By the time he reached the ground floor, he had figured out where the smell was coming from. Outside, the rain would have hidden the putrid smell, annihilating it. There was only one place left that he would have to inspect, although he wasn’t looking forward to doing so and had little courage left: the basement. On the ground floor, there were two apartments and the door that led to the basement, where the storage rooms were located. It wasn’t a very pleasant place to visit, especially when alone. But it was still raining outside, ceaselessly; it was raining cats and dogs, as Grandmother used to say while looking absentmindedly out the window, and Emi would undoubtedly have to wait. He opened the last door, while at the same moment a horrid stench hit him so violently he staggered and moved a step backward.
‘I’ll be damned…’
An infinite disgust impressed itself upon Sal’s face. He slammed the door wildly, as if someone were rushing at him from beyond the threshold, and remained with his hand on the door handle, seemingly trying to figure out what was to be done. A few long seconds passed.

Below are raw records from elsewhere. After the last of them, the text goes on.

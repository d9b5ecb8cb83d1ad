//! # Editor State
//!
//! A document plus a selection. Positions address a node by its path of
//! child indices from the root:
//!
//! - inside a textblock, `offset` counts inline width (characters of text,
//!   one for every other inline node)
//! - inside any other node, `offset` is a child index

use serde::{Deserialize, Serialize};
use tabula_schema::{DomParser, Node, NodeKind, Schema};

#[derive(Debug, Clone, PartialEq, Eq, PartialOrd, Ord, Hash, Serialize, Deserialize)]
pub struct Position {
    pub path: Vec<usize>,
    pub offset: usize,
}

impl Position {
    pub fn new(path: Vec<usize>, offset: usize) -> Self {
        Self { path, offset }
    }
}

#[derive(Debug, Clone, PartialEq, Eq, Serialize, Deserialize)]
pub struct Selection {
    pub anchor: Position,
    pub head: Position,
}

impl Selection {
    /// Collapsed selection
    pub fn caret(position: Position) -> Self {
        Self {
            anchor: position.clone(),
            head: position,
        }
    }

    pub fn new(anchor: Position, head: Position) -> Self {
        Self { anchor, head }
    }

    /// Caret at the start of the first textblock, or at the start of the doc
    pub fn at_start(doc: &Node) -> Self {
        let path = first_textblock_path(doc).unwrap_or_default();
        Self::caret(Position::new(path, 0))
    }

    pub fn is_empty(&self) -> bool {
        self.anchor == self.head
    }

    /// Start and end in document order
    pub fn range(&self) -> (&Position, &Position) {
        if self.anchor <= self.head {
            (&self.anchor, &self.head)
        } else {
            (&self.head, &self.anchor)
        }
    }
}

/// Document and selection
#[derive(Debug, Clone, PartialEq, Serialize, Deserialize)]
pub struct EditorState {
    pub doc: Node,
    pub selection: Selection,
}

impl EditorState {
    /// State with the caret at the start of the document
    pub fn new(doc: Node) -> Self {
        let selection = Selection::at_start(&doc);
        Self { doc, selection }
    }

    pub fn from_html(schema: &Schema, html: &str) -> Self {
        Self::new(DomParser::from_schema(schema).parse_html(html))
    }

    pub fn node_at(&self, path: &[usize]) -> Option<&Node> {
        node_at(&self.doc, path)
    }

    /// Whether a position resolves inside the document
    pub fn is_valid_position(&self, position: &Position) -> bool {
        match self.node_at(&position.path) {
            Some(node) if node.is_textblock() => position.offset <= node.inline_len(),
            Some(node) if !node.is_text() && node.kind != NodeKind::Span => {
                position.offset <= node.child_count()
            }
            _ => false,
        }
    }

    /// Nearest node of `kind` enclosing the selection anchor, the node the
    /// anchor points into included
    pub fn ancestor(&self, kind: NodeKind) -> Option<(Vec<usize>, &Node)> {
        self.find_ancestor(|node| node.kind == kind)
    }

    /// Nearest table cell (`table_cell` or `table_header`) around the anchor
    pub fn enclosing_cell(&self) -> Option<(Vec<usize>, &Node)> {
        self.find_ancestor(|node| node.kind.is_table_cell())
    }

    fn find_ancestor<F>(&self, predicate: F) -> Option<(Vec<usize>, &Node)>
    where
        F: Fn(&Node) -> bool,
    {
        let path = &self.selection.anchor.path;
        (0..=path.len()).rev().find_map(|depth| {
            let prefix = &path[..depth];
            self.node_at(prefix)
                .filter(|node| predicate(node))
                .map(|node| (prefix.to_vec(), node))
        })
    }
}

pub fn node_at<'a>(root: &'a Node, path: &[usize]) -> Option<&'a Node> {
    path.iter().try_fold(root, |node, index| node.child(*index))
}

pub fn node_at_mut<'a>(root: &'a mut Node, path: &[usize]) -> Option<&'a mut Node> {
    path.iter()
        .try_fold(root, |node, index| node.content.get_mut(*index))
}

/// Path to the first textblock in document order, relative to `node`
pub fn first_textblock_path(node: &Node) -> Option<Vec<usize>> {
    if node.is_textblock() {
        return Some(Vec::new());
    }
    node.content.iter().enumerate().find_map(|(index, child)| {
        first_textblock_path(child).map(|mut rest| {
            rest.insert(0, index);
            rest
        })
    })
}

/// Path to the last textblock in document order, relative to `node`
pub fn last_textblock_path(node: &Node) -> Option<Vec<usize>> {
    if node.is_textblock() {
        return Some(Vec::new());
    }
    node.content.iter().enumerate().rev().find_map(|(index, child)| {
        last_textblock_path(child).map(|mut rest| {
            rest.insert(0, index);
            rest
        })
    })
}

#[cfg(test)]
mod tests {
    use super::*;

    fn state(html: &str) -> EditorState {
        EditorState::from_html(Schema::standard().unwrap(), html)
    }

    #[test]
    fn test_initial_caret_in_first_textblock() {
        let state = state("<hr><table><tr><td><p>cell</p></td></tr></table>");
        assert_eq!(state.selection.anchor.path, vec![1, 0, 0, 0]);
        assert_eq!(state.selection.anchor.offset, 0);
        assert!(state.selection.is_empty());
    }

    #[test]
    fn test_enclosing_cell_is_nearest() {
        let mut state = state(
            "<table><tr><td><table><tr><th>inner</th></tr></table></td></tr></table>",
        );
        state.selection = Selection::caret(Position::new(vec![0, 0, 0, 0, 0, 0, 0], 2));

        let (path, cell) = state.enclosing_cell().unwrap();
        assert_eq!(path, vec![0, 0, 0, 0, 0, 0]);
        assert_eq!(cell.kind, NodeKind::TableHeader);

        let (path, _) = state.ancestor(NodeKind::TableCell).unwrap();
        assert_eq!(path, vec![0, 0, 0]);
    }

    #[test]
    fn test_no_cell_around_plain_paragraph() {
        let state = state("<p>plain</p><table><tr><td>x</td></tr></table>");
        assert!(state.enclosing_cell().is_none());
        assert_eq!(state.ancestor(NodeKind::Doc).map(|(p, _)| p), Some(vec![]));
    }

    #[test]
    fn test_position_validity() {
        let state = state("<p>abc</p>");
        assert!(state.is_valid_position(&Position::new(vec![0], 3)));
        assert!(!state.is_valid_position(&Position::new(vec![0], 4)));
        assert!(!state.is_valid_position(&Position::new(vec![0, 0], 0)));
        assert!(state.is_valid_position(&Position::new(vec![], 1)));
        assert!(!state.is_valid_position(&Position::new(vec![3], 0)));
    }

    #[test]
    fn test_selection_range_orders_positions() {
        let a = Position::new(vec![1], 0);
        let b = Position::new(vec![0], 5);
        let selection = Selection::new(a.clone(), b.clone());
        assert_eq!(selection.range(), (&b, &a));
    }
}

‘I’ll be damned,’ Sal repeated in a stifled voice. ‘What the hell is this smell?’
He stood with his arms akimbo like a bewildered old man, assessing the danger. Opening the door again, he looked inside to the darkness that lay at his feet. He tried his best to be brave, but the pitch-black inferno of the building had opened its huge mouth and was preparing to swallow him, the way children swallowed pickled autumn tomatoes brought from basement storage rooms by the housewifely mothers who had been careful enough to store supplies for winter.